Re: Unknown Pdx Type use case found, bug or expected?

Roger Vandusen Fri, 10 Mar 2017 15:18:02 -0800

Anil,

We stop, deploy updates and restart each node (one locator, one server per 
node) serially, one at a time, and each node has their own local diskstores.

-Roger

From: Anilkumar Gingade <[email protected]>
Reply-To: "[email protected]" <[email protected]>
Date: Friday, March 10, 2017 at 3:42 PM
To: "[email protected]" <[email protected]>
Cc: Hitesh Khamesra <[email protected]>
Subject: Re: Unknown Pdx Type use case found, bug or expected?

Roger,

If you are bringing down locators, servers, one after other, and making sure 
the restarted node is part of cluster (before bringing down next); you should 
not see theses issues...

What is your rolling upgrade procedure is...do you use a common disk-store 
(from one server) to restart other nodes?

-Anil.

On Thu, Mar 9, 2017 at 2:56 PM, Roger Vandusen 
<[email protected]<mailto:[email protected]>> wrote:
Hi Hitesh, thanks for the reply.

I’ll take a look at your links.

Yes, we did try to revoke the disk-stores manually w gfsh but this isn’t 
manageable going to production.
I can’t recall the details of the revoke outcome but it did not solve our 
problem.
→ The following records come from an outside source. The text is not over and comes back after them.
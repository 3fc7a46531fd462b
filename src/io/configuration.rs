//! Drawing constants and runtime configuration defaults

use crate::composition::style::Unit;

// Reference layout template: 9 3/4 by 7 3/4 inches, five by five cells
/// Default grid width in drawing units
pub const DEFAULT_GRID_WIDTH: f64 = 9.0 + 3.0 / 4.0;
/// Default grid height in drawing units
pub const DEFAULT_GRID_HEIGHT: f64 = 7.0 + 3.0 / 4.0;
/// Default number of columns
pub const DEFAULT_COLUMNS: u32 = 5;
/// Default number of rows
pub const DEFAULT_ROWS: u32 = 5;
/// Default linear unit
pub const DEFAULT_UNIT: Unit = Unit::Inch;

// The offset grids sit a quarter cell to either side of the center grid
/// Fraction of a column pitch the offset layers are shifted by
pub const OFFSET_PITCH_FRACTION: f64 = 0.25;

// Output settings
/// Default output file
pub const DEFAULT_OUTPUT_PATH: &str = ".cache/test.svg";

// Layer names, in rendering order
/// Filled background rectangle
pub const BACKGROUND_LAYER: &str = "background";
/// Centered grid with both axes
pub const CENTER_LINES_LAYER: &str = "center-lines";
/// Column lines shifted left
pub const LEFT_OFFSET_LAYER: &str = "left-offset";
/// Column lines shifted right
pub const RIGHT_OFFSET_LAYER: &str = "right-offset";
/// Name of the aggregate view over every layer
pub const ALL_LAYER: &str = "all";

// Stroke weights in millimetres
/// Weight of the centered grid lines
pub const CENTER_LINE_WEIGHT_MM: f64 = 0.15;
/// Weight of the offset grid lines
pub const OFFSET_LINE_WEIGHT_MM: f64 = 0.3;

// Logging
/// Environment variable holding the log filter
pub const LOG_LEVEL_ENV: &str = "LOG_LEVEL";
/// Filter used when the environment variable is unset
pub const DEFAULT_LOG_LEVEL: &str = "info";
/// Filter used when `--quiet` is given and the environment variable is unset
pub const QUIET_LOG_LEVEL: &str = "warn";
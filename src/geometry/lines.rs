//! Interior grid-line generation
//!
//! A grid is laid out in a local frame centered on its own origin. Only the
//! interior lines are produced: a grid of `n` columns yields `n - 1` vertical
//! lines, the outer boundary belongs to whatever the grid is drawn on.

use crate::geometry::primitives::{AxisSelector, Dimensions, Extent, LineSegment, Point};
use crate::io::error::{Result, empty_result};

/// Placement of a grid's local frame in drawing coordinates
#[derive(Debug, Clone, Copy, PartialEq, Default)]
pub struct Frame {
    /// Drawing-space position of the local origin
    pub origin: Point,
}

impl Frame {
    /// The drawing's XY plane with its origin at `(0, 0)`
    pub const XY: Self = Self {
        origin: Point::ORIGIN,
    };

    /// A frame whose local origin sits at `origin`
    pub const fn at(origin: Point) -> Self {
        Self { origin }
    }

    /// Map a segment from local to drawing coordinates
    pub fn to_drawing(&self, segment: LineSegment) -> LineSegment {
        segment.translated(self.origin)
    }
}

/// How generated lines combine with what a builder already holds
#[derive(Debug, Clone, Copy, PartialEq, Eq, Default)]
pub enum Mode {
    /// Append to the accumulated lines
    #[default]
    Add,
    /// Discard the accumulated lines, keep only these
    Replace,
    /// Generate without adding to the builder
    Private,
}

/// Every option a grid-line generation recognizes
///
/// Defaults: both axes, no offset, [`Frame::XY`], [`Mode::Add`].
#[derive(Debug, Clone, Copy, PartialEq)]
pub struct GridLinesConfig {
    /// Edge-to-edge span of the grid
    pub extent: Extent,
    /// Cell counts along each axis
    pub dimensions: Dimensions,
    /// Which interior lines to emit
    pub axes: AxisSelector,
    /// Shift of column lines along x and of row lines along y
    pub offset: Point,
    /// Where the local frame sits in the drawing
    pub frame: Frame,
    /// How the lines are inserted into a [`LineBuilder`](crate::geometry::builder::LineBuilder)
    pub mode: Mode,
}

impl GridLinesConfig {
    /// Configuration with defaults for everything but size and cell counts
    pub const fn new(extent: Extent, dimensions: Dimensions) -> Self {
        Self {
            extent,
            dimensions,
            axes: AxisSelector::BOTH,
            offset: Point::ORIGIN,
            frame: Frame::XY,
            mode: Mode::Add,
        }
    }

    /// Replace the axis selection
    #[must_use]
    pub const fn with_axes(mut self, axes: AxisSelector) -> Self {
        self.axes = axes;
        self
    }

    /// Replace the offset
    #[must_use]
    pub const fn with_offset(mut self, offset: Point) -> Self {
        self.offset = offset;
        self
    }

    /// Replace the target frame
    #[must_use]
    pub const fn with_frame(mut self, frame: Frame) -> Self {
        self.frame = frame;
        self
    }

    /// Replace the insertion mode
    #[must_use]
    pub const fn with_mode(mut self, mode: Mode) -> Self {
        self.mode = mode;
        self
    }

    /// Check extent, dimensions and axis selection
    ///
    /// # Errors
    ///
    /// Returns `InvalidConfiguration` for the first violated invariant
    pub fn validate(&self) -> Result<()> {
        self.axes.validate()?;
        self.extent.validate()?;
        self.dimensions.validate()
    }
}

/// Generate the interior lines of a grid in its local frame
///
/// Column lines come first, left to right, then row lines, bottom to top.
/// Each column line runs from the top edge to the bottom edge and is shifted
/// by `config.offset.x` only; each row line runs from the left edge to the
/// right edge and is shifted by `config.offset.y` only (z ignored). Lines
/// always span the full extent. The result may be empty: a single-cell axis
/// has no interior lines. `config.frame` and `config.mode` are not applied
/// here; see [`GridLines::new`].
///
/// # Errors
///
/// Returns `InvalidConfiguration` if the axis selection is empty or the
/// extent or dimensions are not strictly positive
pub fn generate_grid_lines(config: &GridLinesConfig) -> Result<Vec<LineSegment>> {
    config.validate()?;

    let GridLinesConfig {
        extent,
        dimensions,
        axes,
        offset,
        ..
    } = *config;

    let right = extent.half_width();
    let left = -right;
    let top = extent.half_height();
    let bottom = -top;

    let column_pitch = dimensions.column_pitch(&extent);
    let row_pitch = dimensions.row_pitch(&extent);

    let column_count = if axes.columns { dimensions.columns - 1 } else { 0 };
    let row_count = if axes.rows { dimensions.rows - 1 } else { 0 };
    let mut segments = Vec::with_capacity(column_count as usize + row_count as usize);

    for column in 1..=column_count {
        let x = offset.x + left + column_pitch * f64::from(column);
        segments.push(LineSegment::new(Point::xy(x, top), Point::xy(x, bottom)));
    }

    for row in 1..=row_count {
        let y = offset.y + bottom + row_pitch * f64::from(row);
        tracing::debug!(row, y, "row line");
        segments.push(LineSegment::new(Point::xy(left, y), Point::xy(right, y)));
    }

    Ok(segments)
}

/// Grid lines placed in drawing coordinates
#[derive(Debug, Clone, PartialEq)]
pub struct GridLines {
    segments: Vec<LineSegment>,
    mode: Mode,
}

impl GridLines {
    /// Validate `config`, generate its lines and map them through its frame
    ///
    /// # Errors
    ///
    /// Returns `InvalidConfiguration` if `config` violates any invariant
    pub fn new(config: &GridLinesConfig) -> Result<Self> {
        let segments = generate_grid_lines(config)?
            .into_iter()
            .map(|segment| config.frame.to_drawing(segment))
            .collect::<Vec<_>>();

        tracing::debug!(count = segments.len(), "generated grid lines");

        Ok(Self {
            segments,
            mode: config.mode,
        })
    }

    /// Generated segments in emission order
    pub fn segments(&self) -> &[LineSegment] {
        &self.segments
    }

    /// Number of generated segments
    pub const fn len(&self) -> usize {
        self.segments.len()
    }

    /// True for a degenerate grid with no interior lines
    pub const fn is_empty(&self) -> bool {
        self.segments.is_empty()
    }

    /// Insertion mode requested at construction
    pub const fn mode(&self) -> Mode {
        self.mode
    }

    /// Consume into the generated segments
    pub fn into_segments(self) -> Vec<LineSegment> {
        self.segments
    }

    /// Reject a degenerate grid for callers that need at least one line
    ///
    /// # Errors
    ///
    /// Returns `EmptyResult` if no segment was generated
    pub fn require_non_empty(self) -> Result<Self> {
        if self.is_empty() {
            Err(empty_result(&"grid lines"))
        } else {
            Ok(self)
        }
    }
}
I think the disk-store revoked was the pdx disk store, which would 
still potentially lead to ‘unknown pdx type’ right?

Our main concern, in our scenario, was the corruption (unknown pdx types – 
unregistered or persisted) of server-side data from the client puts.

-Roger

From: Hitesh Khamesra <[email protected]<mailto:[email protected]>>
Reply-To: "[email protected]<mailto:[email protected]>" 
<[email protected]<mailto:[email protected]>>, Hitesh Khamesra 
<[email protected]<mailto:[email protected]>>
Date: Thursday, March 9, 2017 at 3:05 PM
To: "[email protected]<mailto:[email protected]>" 
<[email protected]<mailto:[email protected]>>, Geode 
<[email protected]<mailto:[email protected]>>
Subject: Re: Unknown Pdx Type use case found, bug or expected?

Hi Roger:

Sorry to hear about this. There is system property on client side to clean 
pdx-registry when it disconnects from server. You can find details here 
https://discuss.pivotal.io/hc/en-us/articles/221351508-Getting-Stale-PDXType-error-on-client-after-clean-start-up-of-servers.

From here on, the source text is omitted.